AMENDMENT TO AMENDED AND RESTATED INDENTURE
EXHIBIT 99.1
AMENDMENT TO
AMENDED AND RESTATED INDENTURE
THIS AMENDMENT (this "Amendment") is being executed and delivered by and between College Loan Corporation Trust I, as issuer (the "Issuer"), and Deutsche Bank Trust Company Americas, as eligible lender trustee and indenture trustee (collectively, the "Trustee"), and is dated as of June 30, 2005 (the "Amendment"), in order to amend that certain Amended and Restated Indenture of Trust, dated as of October 1, 2003 (as previously amended and supplemented, the "Indenture"), between the Trust and the Trustee, by which the parties hereto, in consideration of the mutual promises contained in the Indenture and in this Amendment (the sufficiency, mutuality and adequacy of which are hereby acknowledged), hereby agree as follows:
1. | Notwithstanding any contrary provision set forth in the Indenture, including but not limited to Section 4.02, the Issuer may sell Financed Student Loans to College Loan Corporation with an aggregate Principal Balance of $860,761.83, for a price equal to the aggregate Principal Balance of such Financed Student Loans, plus accrued interest and Unamortized Premium (the "Purchase Price").

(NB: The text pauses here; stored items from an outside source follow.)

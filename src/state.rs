//! Shared application state for all routes.

use crate::config::{Settings, WriteMode};
use sqlx::PgPool;
use std::sync::Arc;

#[derive(Clone)]
pub struct AppState {
    /// `None` in offline mode (no DATABASE_URL).
    pub pool: Option<PgPool>,
    pub settings: Arc<Settings>,
}

impl AppState {
    pub fn new(pool: Option<PgPool>, settings: Settings) -> Self {
        AppState {
            pool,
            settings: Arc::new(settings),
        }
    }

    /// State with no database: every read and write answers with the empty dataset.
    pub fn offline() -> Self {
        Self::new(None, Settings::default())
    }

    pub fn write_mode(&self) -> WriteMode {
        self.settings.write_mode
    }
}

The Issuer will deposit the Purchase Price into the Collection Fund. |
2. | Except as amended by this Amendment, the Indenture remains in full force and effect. |
3. | This Amendment is being entered into pursuant to Section 8.01(j) of the Indenture. |
4. | This Amendment is effective as of the date first above written. |
5. | Capitalized terms used but not otherwise defined herein shall have the meanings given to such terms in this Indenture. |
6. | This Amendment shall be governed by, construed and enforced in accordance with the laws of the State of New York, without giving effect to principles of conflicts of law. |
7. | This Amendment may be executed in two or more counterparts, each of which shall be deemed an original, and it shall not be necessary in making proof of this Amendment or its terms to produce or account for more than one of such counterparts. |
[signature page follows]
IN WITNESS WHEREOF, the parties hereto have caused this Amendment to be duly executed by their respective officers hereunto duly authorized, as of the day and year first written above.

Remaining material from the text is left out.